Published:
11/16/2010 05:06pm
Pono: The Path to Forgiveness
Have you ever felt like you were holding a grudge against someone, even after you had consciously tried to forgive?
All of us need to forgive. It may be our spouse or a friend. It may be a co-worker or a former employer. After the mortgage and financial crises, some people may harbor resentment against real estate agents or stockbrokers they feel gave them bad advice. Wouldn’t it be great to start 2010 with a clean slate?
In our hearts we know that holding onto negative feelings against others only harms us. So why is it so hard to forgive?
Huna, the ancient Hawaiian system of my lineage and life experience, emphasizes the need to forgive others and seek forgiveness and provides practical ways to do it. The ancient Hawaiians saw forgiveness not as something optional, but as required, for several reasons:
First, Huna teaches the law of perception as projection — in some way, shape or form, the world we see outside ourselves is a projection of who and what we are. We must forgive others for them to forgive us.
Secondly, Huna stresses the law of cause and effect — to gain maximum power, we must take responsibility for everything that is happening in our universe. Once again, that requires forgiving others.
Finally, the law of attraction is part of Huna — the idea that we draw to our lives the things, good or bad, that occupy our conscious and subconscious thoughts. We must forgive to attract forgiveness.
In Huna the concept of making things right is called pono. Though pono does not have a specific English translation, the closest word is right — not as in “I’m right, you’re wrong,” but right with each other and the situation. Pono is a feeling of congruency and calmness to the extent that nothing needs to be said.
The process of forgiveness I use and teach comes from ho`oponopono, which literally means to make something doubly pono. In doing research for my dissertation, I found the process works today just as it has for thousands of years. The research showed that those who engaged in ho‘oponopono experienced a statistically significant reduction in unforgiveness.
So how do we balance our approach to forgiveness so that we (1) forgive, (2) release the negativity, and (3) still learn from the event?
To take the first step in ho`oponopono, we need to rethink the process of forgiveness. In western thinking, our first approach upon wronging another person is often to say "I'm sorry." However, an apology is only one-sided, a statement that asks for no response from the one harmed.
Huna understands that it takes two to tango. So the first step is to ask for forgiveness, the second for the other to give forgiveness.
I've had heated arguments with people that definitely required an apology afterward. But within a short time after all the apologies and making-up, either I or the other person bring it up again.
Getting to pono is different. When you are pono with someone, nothing else needs to be said or done. You are right with one another.

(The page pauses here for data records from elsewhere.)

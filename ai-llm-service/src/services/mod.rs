pub mod jina_service;
pub mod open_ai_service;
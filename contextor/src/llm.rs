//! Chat model seam used by [`crate::answer`].

use std::{future::Future, pin::Pin};

use ai_llm_service::OpenAiService;

use crate::error::ContextorError;

/// Single-turn chat completion: one system message, one user message.
pub trait ChatModel: Send + Sync {
    fn complete<'a>(
        &'a self,
        system: &'a str,
        user: &'a str,
    ) -> Pin<Box<dyn Future<Output = Result<String, ContextorError>> + Send + 'a>>;
}

impl ChatModel for OpenAiService {
    fn complete<'a>(
        &'a self,
        system: &'a str,
        user: &'a str,
    ) -> Pin<Box<dyn Future<Output = Result<String, ContextorError>> + Send + 'a>> {
        Box::pin(async move {
            let text = self.generate(user, Some(system)).await?;
            Ok(text)
        })
    }
}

To become truly pono with someone, you first ask for and offer forgiveness for anything you may have done. Saying, "I forgive you; please forgive me too" brings the other person into the picture and gets them actively involved. Rather than merely "being sorry," a two-way street of forgiveness is formed.

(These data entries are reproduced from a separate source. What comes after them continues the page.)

//! Client for the Unstructured partition API.
//!
//! Request: `multipart/form-data` with the file under `files`, plus
//! `strategy` and `coordinates` form fields.
//! Response: a JSON array of elements in reading order:
//!
//! ```json
//! [{"type": "Title", "element_id": "…", "text": "…",
//!   "metadata": {"filename": "…", "page_number": 1,
//!                "coordinates": {"points": [[x, y], …], "layout_width": …, "layout_height": …}}}]
//! ```

use std::future::Future;
use std::path::Path;
use std::pin::Pin;
use std::time::{Duration, Instant};

use reqwest::multipart::{Form, Part};
use serde::Deserialize;
use serde_json::Value;
use tracing::{debug, error, info};

use crate::chunk::{Chunk, Metadata};
use crate::config::PartitionConfig;
use crate::errors::LoadError;
use crate::loader::DocumentLoader;

/// Remote partitioner backed by the Unstructured API.
#[derive(Debug)]
pub struct UnstructuredClient {
    http: reqwest::Client,
    cfg: PartitionConfig,
}

impl UnstructuredClient {
    /// Builds the HTTP client after validating `cfg`.
    ///
    /// # Errors
    /// [`LoadError::Config`] for invalid settings, [`LoadError::Http`] if the
    /// client cannot be built.
    pub fn new(cfg: PartitionConfig) -> Result<Self, LoadError> {
        cfg.validate()?;

        let mut builder = reqwest::Client::builder();
        if let Some(secs) = cfg.timeout_secs {
            builder = builder.timeout(Duration::from_secs(secs));
        }
        let http = builder.build()?;

        info!(url = %cfg.api_url, strategy = %cfg.strategy, "UnstructuredClient initialized");
        Ok(Self { http, cfg })
    }

    /// Partitions the file at `path` into chunks (reading order).
    ///
    /// # Errors
    /// - [`LoadError::Io`] if the file cannot be read
    /// - [`LoadError::Http`] if the service is unreachable
    /// - [`LoadError::Rejected`] on a non-2xx answer
    /// - [`LoadError::Decode`] if the body is not an element list
    pub async fn partition(&self, path: &Path) -> Result<Vec<Chunk>, LoadError> {
        let started = Instant::now();
        let bytes = tokio::fs::read(path).await.map_err(|source| LoadError::Io {
            path: path.display().to_string(),
            source,
        })?;
        let filename = file_name(path);

        debug!(
            file = %filename,
            size = bytes.len(),
            strategy = %self.cfg.strategy,
            "POST {}", self.cfg.api_url
        );

        let part = Part::bytes(bytes)
            .file_name(filename.clone())
            .mime_str(mime_for(&filename))?;
        let form = Form::new()
            .part("files", part)
            .text("strategy", self.cfg.strategy.clone())
            .text("coordinates", self.cfg.coordinates.to_string());

        let resp = self
            .http
            .post(&self.cfg.api_url)
            .header("unstructured-api-key", &self.cfg.api_key)
            .header(reqwest::header::ACCEPT, "application/json")
            .multipart(form)
            .send()
            .await?;

        if !resp.status().is_success() {
            let status = resp.status().as_u16();
            let body = resp.text().await.unwrap_or_default();
            let snippet: String = body.chars().take(240).collect();
            error!(status, %snippet, file = %filename, "partition request rejected");
            return Err(LoadError::Rejected { status, snippet });
        }

        let raw = resp.text().await?;
        let chunks = parse_elements(&raw, &filename)?;

        info!(
            file = %filename,
            chunks = chunks.len(),
            latency_ms = started.elapsed().as_millis(),
            "partition completed"
        );
        Ok(chunks)
    }
}

impl DocumentLoader for UnstructuredClient {
    fn load<'a>(
        &'a self,
        path: &'a Path,
    ) -> Pin<Box<dyn Future<Output = Result<Vec<Chunk>, LoadError>> + Send + 'a>> {
        Box::pin(self.partition(path))
    }
}

#[derive(Debug, Deserialize)]
struct Element {
    #[serde(rename = "type", default)]
    kind: Option<String>,
    #[serde(default)]
    element_id: Option<String>,
    #[serde(default)]
    text: String,
    #[serde(default)]
    metadata: serde_json::Map<String, Value>,
}

/// Decodes a partition response body into chunks.
///
/// Each chunk's metadata is the element metadata plus `category` (the
/// element type) and `element_id`; `filename` falls back to
/// `default_filename` when the service omits it.
///
/// # Errors
/// [`LoadError::Decode`] if `raw` is not a JSON array of elements.
pub fn parse_elements(raw: &str, default_filename: &str) -> Result<Vec<Chunk>, LoadError> {
    let elements: Vec<Element> =
        serde_json::from_str(raw).map_err(|e| LoadError::Decode(e.to_string()))?;

    let chunks = elements
        .into_iter()
        .map(|el| {
            let mut metadata: Metadata = el.metadata.into_iter().collect();
            if let Some(kind) = el.kind {
                metadata.insert("category".into(), Value::String(kind));
            }
            if let Some(id) = el.element_id {
                metadata.insert("element_id".into(), Value::String(id));
            }
            metadata
                .entry("filename".into())
                .or_insert_with(|| Value::String(default_filename.to_string()));
            Chunk::new(el.text, metadata)
        })
        .collect();

    Ok(chunks)
}

fn file_name(path: &Path) -> String {
    path.file_name()
        .map(|n| n.to_string_lossy().into_owned())
        .unwrap_or_else(|| path.display().to_string())
}

fn mime_for(filename: &str) -> &'static str {
    match filename.rsplit('.').next().map(str::to_ascii_lowercase).as_deref() {
        Some("pdf") => "application/pdf",
        Some("docx") => "application/vnd.openxmlformats-officedocument.wordprocessingml.document",
        Some("txt") => "text/plain",
        Some("html") | Some("htm") => "text/html",
        _ => "application/octet-stream",
    }
}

Next, allow the space for you and the other person to say everything that needs to be said without hiding or holding back. When you have both shared your thoughts and feelings, you should experience a sense of "I have said it all, and I am done." Once again, give and ask for forgiveness from one another.
Finally, move forward. Huna says that we must learn from all of our experiences in life. Once you are pono, ask yourself: what do I need to learn from this event that will allow me to continue to be pono?
Learning is positive, about the self and future based. Take this learning with you to help you change your behavior and thinking, make better decisions, and create the relationships and situations you desire.